Salmo 133

SALMO 133
(132)

La unión fraterna

¡Ved que paz y que alegría
Convivir los hermanos unidos!

 Es ungüento precioso en la cabeza,
que va bajando por la barba,
que baja por la barba de Aarón,
hasta la franja de su ornamento.

Es rocío del Hermón, que va bajando
sobre el monte Sión;
porque allí manda el Señor la bendición,
la vida para siempre.


          Este salmo parece provenir de un poema original profano referido al clan familiar, unido no sólo por la carne y la sangre, sino además por una conjunción de intereses, quizá de origen hereditario, tan propensos de por sí a toda clase de conflictos y desavenencias, ante los cuales es importante exaltar la fraternidad como proveedora de alegría, paz y armonía.

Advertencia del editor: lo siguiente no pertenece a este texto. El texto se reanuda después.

use std::error::Error;
use std::sync::Arc;
use std::time::Duration;

use clap::{Parser, Subcommand};
use dotenvy::dotenv;
use tasksync::timestamp::{parse_iso, to_iso};
use tasksync::{
    HttpRemote, HttpRemoteConfig, InMemoryRemote, RemoteClient, SyncOutcome, SyncTrigger,
    TaskPatch, TaskRecord, TaskSyncBuilder,
};

#[derive(Parser)]
#[command(name = "tasksync", version, about = "Offline-first task list with remote sync", long_about = None)]
struct Cli {
    /// Local replica location
    #[arg(long, env = "TASKSYNC_DATABASE_URL", default_value = "sqlite://tasks.db?mode=rwc")]
    database_url: String,

    /// User whose tasks are synced
    #[arg(long, env = "TASKSYNC_OWNER")]
    owner: String,

    /// Row API endpoint, e.g. https://cloud.appwrite.io/v1. Without it nothing is synced.
    #[arg(long, env = "TASKSYNC_ENDPOINT")]
    endpoint: Option<String>,

    #[arg(long, env = "TASKSYNC_PROJECT", default_value = "")]
    project: String,

    #[arg(long, env = "TASKSYNC_API_KEY", hide_env_values = true)]
    api_key: Option<String>,

    #[arg(long, env = "TASKSYNC_DATABASE", default_value = "tasks")]
    database: String,

    #[arg(long, env = "TASKSYNC_TABLE", default_value = "tasks")]
    table: String,

    /// Remote request timeout in seconds
    #[arg(long, env = "TASKSYNC_TIMEOUT", default_value_t = 30)]
    timeout: u64,

    /// Keep edits local until `sync` is run
    #[arg(long)]
    no_sync: bool,

    #[command(subcommand)]
    command: Commands,
}

#[derive(Subcommand)]
enum Commands {
    /// Create a task
    Add {
        title: String,
        #[arg(short, long)]
        description: Option<String>,
        #[arg(short, long)]
        priority: Option<String>,
        /// May be repeated
        #[arg(short, long = "tag")]
        tags: Vec<String>,
        /// RFC 3339 due date
        #[arg(long)]
        due: Option<String>,
    },
    /// List active tasks
    List,
    /// Change fields of a task
    Edit {
        id: String,
        #[arg(long)]
        title: Option<String>,
        #[arg(long)]
        description: Option<String>,
        #[arg(long)]
        status: Option<String>,
        #[arg(long)]
        priority: Option<String>,
    },
    /// Mark a task done
    Done { id: String },
    /// Delete a task
    Delete { id: String },
    /// Reconcile with the remote now
    Sync,
    /// Count edits not yet confirmed by the remote
    Pending,
}

fn build_remote(cli: &Cli) -> Result<(Arc<dyn RemoteClient>, bool), Box<dyn Error>> {
    let Some(endpoint) = &cli.endpoint else {
        log::warn!("TASKSYNC_ENDPOINT not set, working offline");
        return Ok((Arc::new(InMemoryRemote::new(&cli.owner)), false));
    };

    let mut config = HttpRemoteConfig::new(
        endpoint.clone(),
        cli.project.clone(),
        cli.database.clone(),
        cli.table.clone(),
        cli.owner.clone(),
    )
    .with_timeout(Duration::from_secs(cli.timeout));
    if let Some(key) = &cli.api_key {
        config = config.with_api_key(key.clone());
    }
    Ok((Arc::new(HttpRemote::new(config)?), true))
}

fn print_task(task: &TaskRecord) {
    let due = task
        .due_date
        .as_ref()
        .map(|at| format!(" due {}", to_iso(at)))
        .unwrap_or_default();
    let tags = if task.tags.is_empty() {
        String::new()
    } else {
        format!(" [{}]", task.tags.join(", "))
    };
    println!(
        "{}  {:<11} {:<6} {}{}{}",
        task.id, task.status, task.priority, task.title, tags, due
    );
}

fn print_outcome(outcome: &SyncOutcome) {
    match outcome {
        SyncOutcome::Completed(report) => {
            println!(
                "synced: {} purged, {} pushed, {} created, {} pulled, {} conflicts",
                report.purged, report.pushed, report.created, report.pulled, report.conflicts
            );
            for failure in &report.failures {
                println!("  failed {} during {}: {}", failure.id, failure.phase, failure.message);
            }
        }
        SyncOutcome::Skipped => println!("a sync is already running"),
        SyncOutcome::Failed { error, .. } => println!("sync failed: {error}"),
    }
}

#[tokio::main]
async fn main() -> Result<(), Box<dyn Error>> {
    dotenv().ok();
    env_logger::init();

    let cli = Cli::parse();
    let (remote, online) = build_remote(&cli)?;
    let trigger = if online && !cli.no_sync {
        SyncTrigger::Inline
    } else {
        SyncTrigger::Manual
    };

    let tasks = TaskSyncBuilder::new(&cli.database_url, &cli.owner)
        .sync_trigger(trigger)
        .build(remote)
        .await?;

    match cli.command {
        Commands::Add {
            title,
            description,
            priority,
            tags,
            due,
        } => {
            let mut patch = TaskPatch::new().title(title).tags(tags);
            if description.is_some() {
                patch = patch.description(description);
            }
            if let Some(priority) = priority {
                patch = patch.priority(priority);
            }
            if let Some(due) = due {
                patch = patch.due_date(Some(parse_iso(&due)?));
            }
            let task = tasks.save_task(patch).await?;
            print_task(&task);
        }
        Commands::List => {
            for task in tasks.fetch_tasks().await? {
                print_task(&task);
            }
        }
        Commands::Edit {
            id,
            title,
            description,
            status,
            priority,
        } => {
            if tasks.get_task(&id).await?.is_none() {
                return Err(format!("no task with id {id}").into());
            }
            let mut patch = TaskPatch::for_id(id);
            if let Some(title) = title {
                patch = patch.title(title);
            }
            if let Some(description) = description {
                // An empty value clears the description
                patch = patch.description(Some(description).filter(|d| !d.is_empty()));
            }
            if let Some(status) = status {
                patch = patch.status(status);
            }
            if let Some(priority) = priority {
                patch = patch.priority(priority);
            }
            let task = tasks.save_task(patch).await?;
            print_task(&task);
        }
        Commands::Done { id } => {
            if tasks.get_task(&id).await?.is_none() {
                return Err(format!("no task with id {id}").into());
            }
            let task = tasks.save_task(TaskPatch::for_id(id).status("done")).await?;
            print_task(&task);
        }
        Commands::Delete { id } => {
            if !tasks.delete_task(&id).await? {
                return Err(format!("no task with id {id}").into());
            }
            println!("deleted {id}");
        }
        Commands::Sync => {
            if !online {
                return Err("cannot sync without TASKSYNC_ENDPOINT".into());
            }
            print_outcome(&tasks.sync().await);
        }
        Commands::Pending => {
            println!("{}", tasks.pending_count().await?);
        }
    }

    tasks.shutdown().await?;
    Ok(())
}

El poema habría sido adaptado posteriormente elevándolo a una significación espiritual de valores, propios de una comunidad reunida para el culto, por una fe y una esperanza comunes que proveen de una armonía, una alegría y una paz, que no surgen espontáneamente ni con demasiada frecuencia de los solos lazos humanos de la amistad o la familia, que más bien son, lamentablemente, motivo de celos, envidias, y discordias, a veces perdurables por generaciones.

Esa paz y esa alegría que canta el salmo, representan, más bien, una aspiración profunda y espiritual que debe brotar de la unción sagrada, que procedente de un mismo espíritu y en definitiva de Dios, se expresa en un mismo culto, a la vez agradecido y esperanzado, y que con mediación sacerdotal, alcanza a la comunidad. Estos frutos de la fraternidad, son simbolizados en el salmo, en los aromas con los que se unge el que se ha purificado con un baño regenerador después del arduo trabajo bajo un ardiente sol, y por el rocío del cielo que humedece los sequedales del alma dándoles fecundidad.

          La caridad y la armonía fraternas y desinteresadas con las que se unge la cabeza, se difunden descendiendo al resto de los miembros del cuerpo, como el aroma tonificante y vital, con el que Dios bendice la armonía del amor entre los hermanos, con una vida que se prolonga y que el Evangelio denomina eterna, remitiéndonos al precepto cristiano: “Este es mi mandamiento: que os améis los unos a los otros como yo os he amado”.
Escoge la vida, para que vivas, tú y tu descendencia, amando a Yahvé tu Dios, escuchando su voz, viviendo unido a él; pues en ello está tu vida, así como la prolongación de tus días mientras habites en la tierra que Yahvé juró dar a tus padres Abrahán, Isaac y Jacob (Dt 30, 20).

En una lectura espiritual, alegórica, y cristiana, del salmo, podemos decir que: La caridad de Cristo, nuestra cabeza, a través de su sacerdocio en favor del mundo, desciende a todo el cuerpo dándole con su santidad, vida eterna. En una lectura actual del salmo en la situación en que nos encontramos, donde las comunidades esenciales eclesial y familiar son amenazadas de muerte, es perentorio defenderlas del ataque furibundo del antiguo y malvado enemigo, que escalando los cielos del corazón humano y asentado impíamente en el solio de la ley y la naturaleza, pretende imponer su dictadura. Nunca como ahora, es tan manifiesta la oportunidad y la excelencia de cantar las bondades de la comunión fraterna, con la esperanza de evitar que también la gran comunidad eclesial sea dañada gravemente.  

Ciertamente nos encontramos ante el kairós para una iniciación cristiana de comunidades como la Sagrada Familia de Nazaret, que vivan su fe en humildad, sencillez y alabanza, siendo Cristo el artífice de su amor y su unidad, como signo ante un mundo secularizado y descreído. Si en un tiempo fueron las congregaciones de innumerables monasterios de “hermanos o hermanas”, que separadamente, visibilizaron la comunión fraterna y transformaron el mundo, ahora, como en un retorno a la “domus ecclesiae” de aquella Iglesia naciente, es necesario recuperar familia y comunidad, como gracia actual y providencial que salve esta generación.